Inhibition of Dipeptidyl Peptidase-4 Activates Autophagy to Promote Survival of Breast Cancer Cells via the mTOR/HIF-1a Pathway

Autophagy plays a complex role in breast cancer cell survival, metastasis, and chemotherapeutic resistance. Dipeptidyl peptidase (DPP)-4, a therapeutic target for type 2 diabetes mellitus, is also involved in autophagic flux. The potential influence of DPP-4 suppression on cancer biology remains unknown. Here, we report that DPP-4 deficiency promotes breast cancer cell survival via the induction of autophagy by the C-X-C motif chemokine 12 (CXCL12)/C-X-C receptor 4 (CXCR4)/mammalian target of rapamycin (mTOR)/hypoxia inducible factor (HIF)-1a axis. DPP-4 knockdown and DPP-4 inhibitor KR62436 (KR) treatment both increased the levels of LC3II and HIF-1a in cultured human breast and mouse mammary cancer cells.

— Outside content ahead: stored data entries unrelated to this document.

use assert_cmd::Command;
use figure10::generator::KeywordBucket;
use figure10::models::{ProgressSnapshot, SessionResult};
use figure10::PracticeStore;
use tempfile::tempdir;

fn figure10(config_dir: &std::path::Path) -> Command {
    let mut cmd = Command::cargo_bin("figure10").unwrap();
    cmd.env_remove("GEMINI_API_KEY")
        .env("RUST_LOG", "off")
        .arg("--config")
        .arg(config_dir.join("config.json"));
    cmd
}

#[test]
fn generate_offline_keyword_text() {
    let dir = tempdir().unwrap();
    let output = figure10(dir.path())
        .args(["generate", "--prompt", "write me a poem"])
        .output()
        .unwrap();

    assert!(output.status.success());
    let stdout = String::from_utf8(output.stdout).unwrap();
    assert_eq!(stdout.trim_end(), KeywordBucket::Poetry.reference_text());
}

#[test]
fn generate_with_seed_is_reproducible() {
    let dir = tempdir().unwrap();
    let run = || {
        let output = figure10(dir.path())
            .args(["generate", "--prompt", "Practice: cat, dog", "--seed", "9"])
            .output()
            .unwrap();
        assert!(output.status.success());
        String::from_utf8(output.stdout).unwrap()
    };

    let first = run();
    assert_eq!(first, run());
    assert!(first.matches("cat").count() >= 3);
}

#[test]
fn check_prints_snapshot_json() {
    let dir = tempdir().unwrap();
    let output = figure10(dir.path())
        .args(["check", "hello world", "helxo", "--elapsed", "5"])
        .output()
        .unwrap();

    assert!(output.status.success());
    let snapshot: ProgressSnapshot = serde_json::from_slice(&output.stdout).unwrap();
    assert_eq!(snapshot.position, 5);
    assert_eq!(snapshot.error_count, 1);
    assert!((snapshot.current_wpm - 12.0).abs() < 1e-9);
}

#[test]
fn history_lists_stored_sessions_as_csv() {
    let dir = tempdir().unwrap();
    let db = dir.path().join("typing.db");
    {
        let store = PracticeStore::open(&db).unwrap();
        let text_id = store.save_text("abc", "Practice: abc").unwrap();
        store
            .save_result(&SessionResult {
                text_id,
                wpm: 33.0,
                accuracy: 100.0,
                error_count: 0,
                mismatches: vec![],
            })
            .unwrap();
    }

    let output = figure10(dir.path())
        .args(["history", "--csv", "--database"])
        .arg(&db)
        .output()
        .unwrap();

    assert!(output.status.success());
    let stdout = String::from_utf8(output.stdout).unwrap();
    let mut lines = stdout.lines();
    assert_eq!(
        lines.next(),
        Some("id,text_id,wpm,accuracy,errors,completed_at,prompt")
    );
    let row = lines.next().unwrap();
    assert!(row.starts_with("1,1,33.0,100.0,0,"), "{row}");
    assert!(row.ends_with("Practice: abc"));
}

#[test]
fn history_on_empty_database() {
    let dir = tempdir().unwrap();
    figure10(dir.path())
        .args(["history", "--database"])
        .arg(dir.path().join("empty.db"))
        .assert()
        .success()
        .stdout("No sessions recorded yet.\n");
}
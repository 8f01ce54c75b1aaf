use crate::models::SessionSummary;
use serde::Serialize;

/// Aggregate view over a list of stored sessions
#[derive(Debug, Clone, Copy, PartialEq, Serialize)]
pub struct HistorySummary {
    pub sessions: usize,
    pub mean_wpm: f64,
    pub mean_accuracy: f64,
    /// Spread of wpm between sessions, a rough consistency measure
    pub wpm_std_dev: f64,
}

impl HistorySummary {
    /// All figures are zero for an empty history
    pub fn from_sessions(sessions: &[SessionSummary]) -> Self {
        if sessions.is_empty() {
            return Self {
                sessions: 0,
                mean_wpm: 0.0,
                mean_accuracy: 0.0,
                wpm_std_dev: 0.0,
            };
        }

        let n = sessions.len() as f64;
        let (wpm_total, accuracy_total) = sessions
            .iter()
            .fold((0.0, 0.0), |(w, a), s| (w + s.wpm, a + s.accuracy));
        let mean_wpm = wpm_total / n;

        // population variance over the listed sessions
        let variance = sessions
            .iter()
            .map(|s| (s.wpm - mean_wpm).powi(2))
            .sum::<f64>()
            / n;

        Self {
            sessions: sessions.len(),
            mean_wpm,
            mean_accuracy: accuracy_total / n,
            wpm_std_dev: variance.sqrt(),
        }
    }
}
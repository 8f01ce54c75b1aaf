use chrono::{DateTime, Utc};
use serde::{Deserialize, Serialize};

pub type TextId = i64;
pub type SessionId = i64;

/// A generated body of practice text, immutable once stored
#[derive(Debug, Clone, PartialEq, Serialize, Deserialize)]
pub struct PracticeText {
    pub id: TextId,
    pub content: String,
    pub source_prompt: String,
    pub created_at: DateTime<Utc>,
}

/// Live view of a typing attempt, recomputed on every check
#[derive(Debug, Clone, Copy, PartialEq, Serialize, Deserialize)]
pub struct ProgressSnapshot {
    /// Whether the most recent keystroke matched the reference
    pub correct: bool,
    pub current_wpm: f64,
    pub current_accuracy: f64,
    pub position: usize,
    pub total_length: usize,
    pub error_count: usize,
}

/// A single position where the typed character differs from the reference
#[derive(Debug, Clone, Copy, PartialEq, Eq, Serialize, Deserialize)]
pub struct CharMismatch {
    pub expected_char: char,
    pub typed_char: char,
    pub position: usize,
}

/// Metrics reported by the client when a session ends.
///
/// The client owns the keystroke timeline, so its wpm and accuracy are taken
/// as the final figures.
#[derive(Debug, Clone, PartialEq, Serialize, Deserialize)]
pub struct SessionReport {
    pub text_id: TextId,
    pub wpm: f64,
    pub accuracy: f64,
    pub errors: usize,
    #[serde(default)]
    pub error_details: Vec<CharMismatch>,
    #[serde(default)]
    pub error_words: Vec<String>,
}

/// Finalized outcome of a session, ready for persistence
#[derive(Debug, Clone, PartialEq, Serialize)]
pub struct SessionResult {
    pub text_id: TextId,
    pub wpm: f64,
    pub accuracy: f64,
    pub error_count: usize,
    pub mismatches: Vec<CharMismatch>,
}

/// A stored session joined with the prompt of the text it was typed against
#[derive(Debug, Clone, PartialEq, Serialize, Deserialize)]
pub struct SessionSummary {
    pub id: SessionId,
    pub text_id: TextId,
    pub wpm: f64,
    pub accuracy: f64,
    pub errors: usize,
    pub completed_at: DateTime<Utc>,
    pub prompt: String,
}

/// How often a given expected/typed pair has been mistyped across sessions
#[derive(Debug, Clone, PartialEq, Eq, Serialize, Deserialize)]
pub struct CommonError {
    pub expected_char: char,
    pub typed_char: char,
    pub count: usize,
}

#[cfg(test)]
mod tests {
    use super::*;

    #[test]
    fn session_report_accepts_client_payload() {
        let json = r#"{
            "text_id": 7,
            "wpm": 42.5,
            "accuracy": 96.0,
            "errors": 1,
            "error_details": [{"expected_char": "l", "typed_char": "x", "position": 3}],
            "error_words": ["hello"]
        }"#;

        let report: SessionReport = serde_json::from_str(json).unwrap();

        assert_eq!(report.text_id, 7);
        assert_eq!(report.errors, 1);
        assert_eq!(
            report.error_details,
            vec![CharMismatch {
                expected_char: 'l',
                typed_char: 'x',
                position: 3
            }]
        );
        assert_eq!(report.error_words, vec!["hello".to_string()]);
    }

    #[test]
    fn session_report_details_default_to_empty() {
        let json = r#"{"text_id": 1, "wpm": 10.0, "accuracy": 100.0, "errors": 0}"#;
        let report: SessionReport = serde_json::from_str(json).unwrap();

        assert!(report.error_details.is_empty());
        assert!(report.error_words.is_empty());
    }

    #[test]
    fn mismatch_rejects_multi_char_strings() {
        let json = r#"{"expected_char": "ab", "typed_char": "x", "position": 0}"#;
        assert!(serde_json::from_str::<CharMismatch>(json).is_err());
    }
}
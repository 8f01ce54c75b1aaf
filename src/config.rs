use crate::app_dirs::AppDirs;
use crate::generator::gemini::{DEFAULT_BASE_URL, DEFAULT_MODEL, DEFAULT_TIMEOUT};
use serde::{Deserialize, Serialize};
use std::fs;
use std::path::{Path, PathBuf};

/// Environment variable holding the online provider credential
pub const API_KEY_ENV: &str = "GEMINI_API_KEY";

#[derive(Debug, Clone, Serialize, Deserialize, PartialEq)]
#[serde(default)]
pub struct Config {
    pub bind: String,
    pub port: u16,
    pub database_path: Option<PathBuf>,
    pub model: String,
    pub api_base_url: String,
    pub request_timeout_secs: u64,
    pub history_limit: usize,
}

impl Default for Config {
    fn default() -> Self {
        Self {
            bind: "127.0.0.1".to_string(),
            port: 8081,
            database_path: None,
            model: DEFAULT_MODEL.to_string(),
            api_base_url: DEFAULT_BASE_URL.to_string(),
            request_timeout_secs: DEFAULT_TIMEOUT.as_secs(),
            history_limit: 10,
        }
    }
}

impl Config {
    /// Configured database file, or the per-user default location
    pub fn resolved_database_path(&self) -> PathBuf {
        self.database_path
            .clone()
            .or_else(AppDirs::db_path)
            .unwrap_or_else(|| PathBuf::from("figure10.db"))
    }

    pub fn address(&self) -> String {
        format!("{}:{}", self.bind, self.port)
    }
}

/// Credential from the environment; empty values count as unset
pub fn api_key_from_env() -> Option<String> {
    std::env::var(API_KEY_ENV)
        .ok()
        .filter(|key| !key.trim().is_empty())
}

pub trait ConfigStore {
    fn load(&self) -> Config;
}

#[derive(Debug, Clone)]
pub struct FileConfigStore {
    path: PathBuf,
}

impl FileConfigStore {
    pub fn new() -> Self {
        let path = AppDirs::config_path().unwrap_or_else(|| PathBuf::from("figure10_config.json"));
        Self { path }
    }

    pub fn with_path<P: AsRef<Path>>(p: P) -> Self {
        Self {
            path: p.as_ref().to_path_buf(),
        }
    }

    pub fn path(&self) -> &Path {
        &self.path
    }
}

impl Default for FileConfigStore {
    fn default() -> Self {
        Self::new()
    }
}

impl ConfigStore for FileConfigStore {
    fn load(&self) -> Config {
        if let Ok(bytes) = fs::read(&self.path) {
            match serde_json::from_slice::<Config>(&bytes) {
                Ok(cfg) => return cfg,
                Err(e) => tracing::warn!("ignoring invalid config {}: {}", self.path.display(), e),
            }
        }
        Config::default()
    }
}

#[cfg(test)]
mod tests {
    use super::*;
    use tempfile::tempdir;

    #[test]
    fn load_full_config_file() {
        let dir = tempdir().unwrap();
        let path = dir.path().join("config.json");
        let store = FileConfigStore::with_path(&path);
        let cfg = Config {
            bind: "0.0.0.0".into(),
            port: 9000,
            database_path: Some(dir.path().join("typing.db")),
            model: "gemini-test".into(),
            api_base_url: "http://localhost:1234".into(),
            request_timeout_secs: 5,
            history_limit: 25,
        };
        fs::write(&path, serde_json::to_vec_pretty(&cfg).unwrap()).unwrap();
        assert_eq!(store.load(), cfg);
    }

    #[test]
    fn missing_or_invalid_file_yields_defaults() {
        let dir = tempdir().unwrap();
        let path = dir.path().join("config.json");
        let store = FileConfigStore::with_path(&path);
        assert_eq!(store.load(), Config::default());

        fs::write(&path, b"{ not json").unwrap();
        assert_eq!(store.load(), Config::default());
    }

    #[test]
    fn partial_file_fills_in_defaults() {
        let dir = tempdir().unwrap();
        let path = dir.path().join("config.json");
        fs::write(&path, br#"{"port": 3000}"#).unwrap();

        let cfg = FileConfigStore::with_path(&path).load();
        assert_eq!(cfg.port, 3000);
        assert_eq!(cfg.bind, "127.0.0.1");
        assert_eq!(cfg.request_timeout_secs, 30);
        assert_eq!(cfg.address(), "127.0.0.1:3000");
    }

    #[test]
    fn explicit_database_path_wins() {
        let cfg = Config {
            database_path: Some(PathBuf::from("/tmp/x.db")),
            ..Default::default()
        };
        assert_eq!(cfg.resolved_database_path(), PathBuf::from("/tmp/x.db"));
    }
}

The KR-induced autophagic phenotype in cancer cells was inhibited by treatment with the CXCR4 inhibitor AMD3100 and rapamycin. HIF-1a knockdown also suppressed breast cancer autophagy induced by KR. The autophagy inhibitor 3-methyladenine significantly blocked the KR-mediated suppression of cleaved caspase-3 levels and apoptosis in breast cancer cell lines. Finally, we found that the metformin-induced apoptosis of DPP-4-deficient 4T1 mammary cancer cells was associated with the suppression of autophagy. Our findings identify a novel role for DPP-4 inhibition in the promotion of breast cancer survival by inducing CXCL12/CXCR4/mTOR/HIF-1a axis-dependent autophagy. Metformin is a potential drug that counteracts the breast cancer cell survival system.